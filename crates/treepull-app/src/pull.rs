use std::collections::BTreeSet;

use anyhow::{Result, bail};
use thiserror::Error;
use treepull_core::lifecycle::Notice;

use crate::App;
use crate::session::load_repo;

#[derive(Debug, Clone, PartialEq, Eq)]
pub enum PullSelection {
    All,
    Paths(Vec<String>),
}

#[derive(Debug, Clone, PartialEq, Eq)]
pub struct PullRequest {
    pub url: String,
    pub branch: Option<String>,
    pub selection: PullSelection,
}

#[derive(Debug, Clone, PartialEq, Eq)]
pub struct PullResult {
    pub url: String,
    pub branch: String,
    pub requested: usize,
    pub created_files: Vec<String>,
    pub notices: Vec<Notice>,
}

#[derive(Debug, Error)]
pub enum PullPathError {
    #[error("'{path}' is not a file in {full_name}")]
    UnknownPath { path: String, full_name: String },
}

impl App {
    pub fn pull(&self, request: PullRequest) -> Result<PullResult> {
        let mut loaded = load_repo(self, &request.url, request.branch.as_deref())?;
        let full_name = loaded.locator.full_name();
        let controller = &mut loaded.controller;

        match &request.selection {
            PullSelection::All => controller.state_mut().select_all(),
            PullSelection::Paths(paths) => {
                let unique: BTreeSet<&str> = paths
                    .iter()
                    .map(|path| path.trim().trim_matches('/'))
                    .collect();
                for path in unique {
                    if !controller.state_mut().toggle(path, true) {
                        return Err(PullPathError::UnknownPath {
                            path: path.to_string(),
                            full_name: full_name.clone(),
                        }
                        .into());
                    }
                }
            }
        }

        let requested = controller.state().selection().len();
        controller.request_pull()?;
        controller.wait_idle();

        let state = controller.state();
        if let Some(error) = state.error() {
            bail!("pull from {full_name} failed: {error}");
        }

        let created_files = state.last_created_files().to_vec();
        let branch = state.selected_branch().to_string();
        let notices = controller.state_mut().take_notices();

        Ok(PullResult {
            url: loaded.locator.canonical_url(),
            branch,
            requested,
            created_files,
            notices,
        })
    }
}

+ + + + + + +

All of the records must be retyped exactly as they are.

▸ Exercise answer
filename crates/treepull-app/src/pull.rs
use std::collections::BTreeSet;

use anyhow::{Result, bail};
use thiserror::Error;
use treepull_core::lifecycle::Notice;

use crate::App;
use crate::session::load_repo;

#[derive(Debug, Clone, PartialEq, Eq)]
pub enum PullSelection {
    All,
    Paths(Vec<String>),
}

#[derive(Debug, Clone, PartialEq, Eq)]
pub struct PullRequest {
    pub url: String,
    pub branch: Option<String>,
    pub selection: PullSelection,
}

#[derive(Debug, Clone, PartialEq, Eq)]
pub struct PullResult {
    pub url: String,
    pub branch: String,
    pub requested: usize,
    pub created_files: Vec<String>,
    pub notices: Vec<Notice>,
}

#[derive(Debug, Error)]
pub enum PullPathError {
    #[error("'{path}' is not a file in {full_name}")]
    UnknownPath { path: String, full_name: String },
}

impl App {
    pub fn pull(&self, request: PullRequest) -> Result<PullResult> {
        let mut loaded = load_repo(self, &request.url, request.branch.as_deref())?;
        let full_name = loaded.locator.full_name();
        let controller = &mut loaded.controller;

        match &request.selection {
            PullSelection::All => controller.state_mut().select_all(),
            PullSelection::Paths(paths) => {
                let unique: BTreeSet<&str> = paths
                    .iter()
                    .map(|path| path.trim().trim_matches('/'))
                    .collect();
                for path in unique {
                    if !controller.state_mut().toggle(path, true) {
                        return Err(PullPathError::UnknownPath {
                            path: path.to_string(),
                            full_name: full_name.clone(),
                        }
                        .into());
                    }
                }
            }
        }

        let requested = controller.state().selection().len();
        controller.request_pull()?;
        controller.wait_idle();

        let state = controller.state();
        if let Some(error) = state.error() {
            bail!("pull from {full_name} failed: {error}");
        }

        let created_files = state.last_created_files().to_vec();
        let branch = state.selected_branch().to_string();
        let notices = controller.state_mut().take_notices();

        Ok(PullResult {
            url: loaded.locator.canonical_url(),
            branch,
            requested,
            created_files,
            notices,
        })
    }
}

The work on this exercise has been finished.